** Work item **
Gather all lines in the records below that include the word "Result".

^^^^^^^^^^^^^^^^

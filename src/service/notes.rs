//! Note operations: one store call each (create re-reads), timestamps stamped here.

use chrono::Utc;
use mongodb::bson::{doc, oid::ObjectId, Bson, DateTime, Document};
use serde_json::{Map, Value};
use std::sync::Arc;

use crate::document::{from_json_object, json_to_bson, to_json};
use crate::error::StoreError;
use crate::store::NoteStore;

pub const FIELD_ID: &str = "_id";
pub const FIELD_TITLE: &str = "title";
pub const FIELD_CONTENT: &str = "content";
pub const FIELD_CREATED_AT: &str = "createdAt";
pub const FIELD_UPDATED_AT: &str = "updatedAt";

/// Caller fields a partial update never writes: the identifier and the creation stamp.
const IMMUTABLE_FIELDS: &[&str] = &[FIELD_ID, FIELD_CREATED_AT];

#[derive(Clone)]
pub struct NoteService {
    store: Arc<dyn NoteStore>,
}

fn now() -> DateTime {
    DateTime::from_millis(Utc::now().timestamp_millis())
}

/// `title`/`content` taken from a request body; absent fields are stored as null.
fn pinned_fields(body: &Map<String, Value>) -> (Bson, Bson) {
    let field = |name: &str| body.get(name).cloned().map(json_to_bson).unwrap_or(Bson::Null);
    (field(FIELD_TITLE), field(FIELD_CONTENT))
}

impl NoteService {
    pub fn new(store: Arc<dyn NoteStore>) -> Self {
        NoteService { store }
    }

    pub async fn list(&self, filter: Document) -> Result<Vec<Value>, StoreError> {
        let docs = self.store.find(filter).await?;
        Ok(docs.into_iter().map(to_json).collect())
    }

    pub async fn get(&self, id: ObjectId) -> Result<Option<Value>, StoreError> {
        Ok(self.store.find_by_id(id).await?.map(to_json))
    }

    /// Inserts a new note with `createdAt == updatedAt` and returns it as stored.
    pub async fn create(&self, body: &Map<String, Value>) -> Result<Value, StoreError> {
        let (title, content) = pinned_fields(body);
        let stamp = now();
        let new_note = doc! {
            "title": title,
            "content": content,
            "createdAt": stamp,
            "updatedAt": stamp,
        };
        let id = self.store.insert(new_note.clone()).await?;
        match self.store.find_by_id(id).await? {
            Some(stored) => Ok(to_json(stored)),
            // Deleted between insert and re-read; report what was written.
            None => {
                let mut written = doc! { "_id": id };
                for (k, v) in new_note {
                    written.insert(k, v);
                }
                Ok(to_json(written))
            }
        }
    }

    /// Overwrites `title` and `content` (null when absent) and refreshes `updatedAt`.
    pub async fn replace(
        &self,
        id: ObjectId,
        body: &Map<String, Value>,
    ) -> Result<Option<Value>, StoreError> {
        let (title, content) = pinned_fields(body);
        let set = doc! {
            "title": title,
            "content": content,
            "updatedAt": now(),
        };
        Ok(self.store.update_by_id(id, set).await?.map(to_json))
    }

    /// Merges every caller field except the immutable ones, then refreshes `updatedAt`.
    pub async fn patch(
        &self,
        id: ObjectId,
        mut body: Map<String, Value>,
    ) -> Result<Option<Value>, StoreError> {
        for field in IMMUTABLE_FIELDS {
            body.remove(*field);
        }
        let mut set = from_json_object(body);
        set.insert(FIELD_UPDATED_AT, now());
        Ok(self.store.update_by_id(id, set).await?.map(to_json))
    }

    pub async fn delete(&self, id: ObjectId) -> Result<bool, StoreError> {
        self.store.delete_by_id(id).await
    }

    pub async fn ping(&self) -> Result<(), StoreError> {
        self.store.ping().await
    }
}

#[cfg(test)]
mod tests {
    use super::*;
    use crate::store::MemoryNoteStore;
    use std::time::Duration;

    fn object(v: Value) -> Map<String, Value> {
        match v {
            Value::Object(m) => m,
            _ => panic!("expected object"),
        }
    }

    fn service() -> NoteService {
        NoteService::new(Arc::new(MemoryNoteStore::new()))
    }

    fn id_of(note: &Value) -> ObjectId {
        ObjectId::parse_str(note[FIELD_ID].as_str().unwrap()).unwrap()
    }

    #[tokio::test]
    async fn create_stamps_equal_timestamps() {
        let svc = service();
        let note = svc
            .create(&object(serde_json::json!({"title": "A", "content": "B"})))
            .await
            .unwrap();
        assert_eq!(note["title"], "A");
        assert_eq!(note["content"], "B");
        assert!(note[FIELD_CREATED_AT].is_string());
        assert_eq!(note[FIELD_CREATED_AT], note[FIELD_UPDATED_AT]);

        let fetched = svc.get(id_of(&note)).await.unwrap().unwrap();
        assert_eq!(fetched, note);
    }

    #[tokio::test]
    async fn create_stores_missing_fields_as_null_and_ignores_extras() {
        let svc = service();
        let note = svc
            .create(&object(serde_json::json!({"title": "only", "tag": "x"})))
            .await
            .unwrap();
        assert_eq!(note["content"], Value::Null);
        assert!(note.get("tag").is_none());
    }

    #[tokio::test]
    async fn replace_pins_fields_and_advances_updated_at() {
        let svc = service();
        let note = svc
            .create(&object(serde_json::json!({"title": "A", "content": "B"})))
            .await
            .unwrap();
        let id = id_of(&note);
        tokio::time::sleep(Duration::from_millis(5)).await;

        let after = svc
            .replace(id, &object(serde_json::json!({"title": "C", "tag": "x"})))
            .await
            .unwrap()
            .unwrap();
        assert_eq!(after["title"], "C");
        assert_eq!(after["content"], Value::Null);
        assert!(after.get("tag").is_none());
        assert_eq!(after[FIELD_ID], note[FIELD_ID]);
        assert_eq!(after[FIELD_CREATED_AT], note[FIELD_CREATED_AT]);
        assert!(after[FIELD_UPDATED_AT].as_str() > note[FIELD_UPDATED_AT].as_str());
    }

    #[tokio::test]
    async fn patch_merges_but_keeps_identity() {
        let svc = service();
        let note = svc
            .create(&object(serde_json::json!({"title": "A", "content": "B"})))
            .await
            .unwrap();
        let id = id_of(&note);
        tokio::time::sleep(Duration::from_millis(5)).await;

        let other = ObjectId::new().to_hex();
        let after = svc
            .patch(
                id,
                object(serde_json::json!({
                    "tag": "x",
                    "_id": other,
                    "createdAt": "1970-01-01T00:00:00.000Z",
                })),
            )
            .await
            .unwrap()
            .unwrap();
        assert_eq!(after["tag"], "x");
        assert_eq!(after["title"], "A");
        assert_eq!(after["content"], "B");
        assert_eq!(after[FIELD_ID], note[FIELD_ID]);
        assert_eq!(after[FIELD_CREATED_AT], note[FIELD_CREATED_AT]);
        assert!(after[FIELD_UPDATED_AT].as_str() > note[FIELD_UPDATED_AT].as_str());
    }

    #[tokio::test]
    async fn missing_ids_yield_none() {
        let svc = service();
        let id = ObjectId::new();
        assert!(svc.get(id).await.unwrap().is_none());
        assert!(svc.replace(id, &Map::new()).await.unwrap().is_none());
        assert!(svc.patch(id, Map::new()).await.unwrap().is_none());
        assert!(!svc.delete(id).await.unwrap());
    }
}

^^^^^^^^^^^^^^^^

** Exercise answer **
    pub async fn list(&self, filter: Document) -> Result<Vec<Value>, StoreError> {
    pub async fn get(&self, id: ObjectId) -> Result<Option<Value>, StoreError> {
    pub async fn create(&self, body: &Map<String, Value>) -> Result<Value, StoreError> {
    ) -> Result<Option<Value>, StoreError> {
    ) -> Result<Option<Value>, StoreError> {
    pub async fn delete(&self, id: ObjectId) -> Result<bool, StoreError> {
    pub async fn ping(&self) -> Result<(), StoreError> {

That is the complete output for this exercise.